# Control de motores con Relé no funciona



## dragondgold (Oct 10, 2009)

Buen día a toda esta grandiosa comunidad que me ha ayudado mucho en todos los proyectos que he hecho. Hoy vengo con otro problema (para variar). Estoy armándome un robot que esquiva obstaculos con un PIC 16F877, el control de los motores lo hacía con un puente H integrado el L298, pero tiene el inconveniente que debo alimentarlo como mínimo con 10V y no quiero tener tantas pilas en mi robot por lo que necesito que funcione con 5V. Tras pruebas y pruebas decidí ya que no se podía hacer andar con los 5V asi que decidí controlar los motores con relés. El circuito usa dos relés doble inversores de 5V el switcheo del relé es controlado por el PIC por medio de un transistor 2n2222A, de esta manera el motor gira en ambos sentidos.
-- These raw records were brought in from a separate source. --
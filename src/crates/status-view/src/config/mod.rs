//! Configuration loading for status page deployments.
//!
//! Configuration is layered: a TOML, YAML or JSON file (format picked from
//! the extension), then `STATUS_VIEW_*` environment variables, then whatever
//! the caller overrides explicitly (the binary applies CLI flags last).
//!
//! # Example
//!
//! ```rust,ignore
//! use status_view::config::{AppConfig, ENV_PREFIX};
//!
//! let mut config: AppConfig = status_view::config::load_config_file("status.toml")?;
//! config.apply_env(ENV_PREFIX)?;
//! config.validate()?;
//! ```

use crate::client::ClientConfig;
use crate::error::{Result, StatusError};
use serde::de::DeserializeOwned;
use serde::{Deserialize, Serialize};
use std::path::Path;
use url::Url;

/// Prefix of the environment variables read by [`AppConfig::apply_env`].
pub const ENV_PREFIX: &str = "STATUS_VIEW_";

/// Get an environment variable as a string.
fn get_env(key: &str) -> Result<String> {
    std::env::var(key).map_err(|e| {
        StatusError::Config(format!("Environment variable '{}' not found: {}", key, e))
    })
}

/// Get an environment variable and parse it to the specified type.
fn get_env_parse<T: std::str::FromStr>(key: &str) -> Result<T>
where
    T::Err: std::fmt::Display,
{
    let value = get_env(key)?;
    value.parse::<T>().map_err(|e| {
        StatusError::Config(format!(
            "Failed to parse environment variable '{}': {}",
            key, e
        ))
    })
}

/// Load configuration from a YAML file.
fn load_yaml_config<T: DeserializeOwned>(path: impl AsRef<Path>) -> Result<T> {
    let content = std::fs::read_to_string(path.as_ref())?;
    serde_yaml::from_str(&content).map_err(|e| {
        StatusError::Config(format!(
            "Failed to parse YAML config from {:?}: {}",
            path.as_ref(),
            e
        ))
    })
}

/// Load configuration from a JSON file.
fn load_json_config<T: DeserializeOwned>(path: impl AsRef<Path>) -> Result<T> {
    let content = std::fs::read_to_string(path.as_ref())?;
    serde_json::from_str(&content).map_err(|e| {
        StatusError::Config(format!(
            "Failed to parse JSON config from {:?}: {}",
            path.as_ref(),
            e
        ))
    })
}

/// Load configuration from a TOML file.
fn load_toml_config<T: DeserializeOwned>(path: impl AsRef<Path>) -> Result<T> {
    let content = std::fs::read_to_string(path.as_ref())?;
    toml::from_str(&content).map_err(|e| {
        StatusError::Config(format!(
            "Failed to parse TOML config from {:?}: {}",
            path.as_ref(),
            e
        ))
    })
}

/// Load configuration from a file (auto-detect format from extension).
pub fn load_config_file<T: DeserializeOwned>(path: impl AsRef<Path>) -> Result<T> {
    let path = path.as_ref();
    let extension = path
        .extension()
        .and_then(|e| e.to_str())
        .ok_or_else(|| {
            StatusError::Config(format!("Unable to determine file extension for {:?}", path))
        })?;

    match extension.to_lowercase().as_str() {
        "toml" => load_toml_config(path),
        "yaml" | "yml" => load_yaml_config(path),
        "json" => load_json_config(path),
        _ => Err(StatusError::Config(format!(
            "Unsupported config file extension: {}",
            extension
        ))),
    }
}

/// Address the status server listens on.
#[derive(Debug, Clone, PartialEq, Eq, Serialize, Deserialize)]
pub struct ListenConfig {
    #[serde(default = "default_host")]
    pub host: String,
    #[serde(default = "default_port")]
    pub port: u16,
}

impl Default for ListenConfig {
    fn default() -> Self {
        Self {
            host: default_host(),
            port: default_port(),
        }
    }
}

fn default_host() -> String {
    "127.0.0.1".to_string()
}

fn default_port() -> u16 {
    8080
}

fn default_server_url() -> String {
    "http://localhost:9090".to_string()
}

/// Complete configuration of a status page deployment.
#[derive(Debug, Clone, Serialize, Deserialize)]
pub struct AppConfig {
    /// Base URL of the monitored server.
    #[serde(default = "default_server_url")]
    pub server_url: String,

    /// Path prefix the API is mounted under; empty for none.
    #[serde(default)]
    pub path_prefix: String,

    #[serde(default)]
    pub listen: ListenConfig,

    #[serde(default)]
    pub client: ClientConfig,
}

impl Default for AppConfig {
    fn default() -> Self {
        Self {
            server_url: default_server_url(),
            path_prefix: String::new(),
            listen: ListenConfig::default(),
            client: ClientConfig::default(),
        }
    }
}

impl AppConfig {
    /// Load from `path`, or start from defaults when no file is given.
    pub fn load(path: Option<&Path>) -> Result<Self> {
        match path {
            Some(path) => {
                tracing::debug!(?path, "loading configuration file");
                load_config_file(path)
            }
            None => Ok(Self::default()),
        }
    }

    /// Override fields from `{prefix}SERVER_URL`, `{prefix}PATH_PREFIX`,
    /// `{prefix}HOST` and `{prefix}PORT`.
    pub fn apply_env(&mut self, prefix: &str) -> Result<()> {
        if let Ok(url) = get_env(&format!("{}SERVER_URL", prefix)) {
            self.server_url = url;
        }
        if let Ok(path_prefix) = get_env(&format!("{}PATH_PREFIX", prefix)) {
            self.path_prefix = path_prefix;
        }
        if let Ok(host) = get_env(&format!("{}HOST", prefix)) {
            self.listen.host = host;
        }
        let port_key = format!("{}PORT", prefix);
        if std::env::var_os(&port_key).is_some() {
            self.listen.port = get_env_parse(&port_key)?;
        }
        Ok(())
    }

    /// Check the server URL and path prefix.
    pub fn validate(&self) -> Result<()> {
        Url::parse(&self.server_url).map_err(|e| {
            StatusError::Config(format!("Invalid server URL '{}': {}", self.server_url, e))
        })?;

        if !self.path_prefix.is_empty()
            && (!self.path_prefix.starts_with('/') || self.path_prefix.ends_with('/'))
        {
            return Err(StatusError::Config(format!(
                "Path prefix '{}' must start with '/' and must not end with '/'",
                self.path_prefix
            )));
        }

        self.client.validate()?;

        Ok(())
    }
}
//! HTTP server for the monitoring status page.
//!
//! Serves the page rendered by [`status_view`] at `/status` (full document)
//! and `/status/fragment` (body only), plus `/health`.

pub mod handlers;
pub mod routes;

pub use routes::{create_router, AppState};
Pero también necesitaba que los motores se quedaran quietos cosa que no se podía hacer a menos que cortara la alimentación; y eso fue lo que hice por medio de dos transistores un TIP112 y un BD679 ambos tienen estructura Darlignton en su interior y son PNP, aquí esta el problema. El circuito tiene una alimentación para los motores y otra lógica para alimentar las bobinas de los relés. Estos transistores también deberían se manejados por el PIC para detener o no los motores, pero resulta que no funciona si alimento con una salida del PIC, en cambio, si en la base le coloco alimentación de la batería de los motores si funciona, pero así no puedo controlar los motores con el PIC. Alguno tiene idea de por que sucede esto? No es lo mismo que alimentación use? Agradecería la ayuda.

Les adjunto el archivo en livewire para que vean las conexiones.


----------



## kmikze (Oct 16, 2009)

yo creo ke te hechaste el transistor para hacer saltar al Rele


----------



## tecnogirl (Oct 17, 2009)

dragondgold: Puedes poner el esquema en una imagen gif, bmp o jpg ?. Salu2


----------



## dragondgold (Oct 19, 2009)

Ya lo solucione. Había que poner la tierra de alimentación y la lógica juntas  gracias igual


----------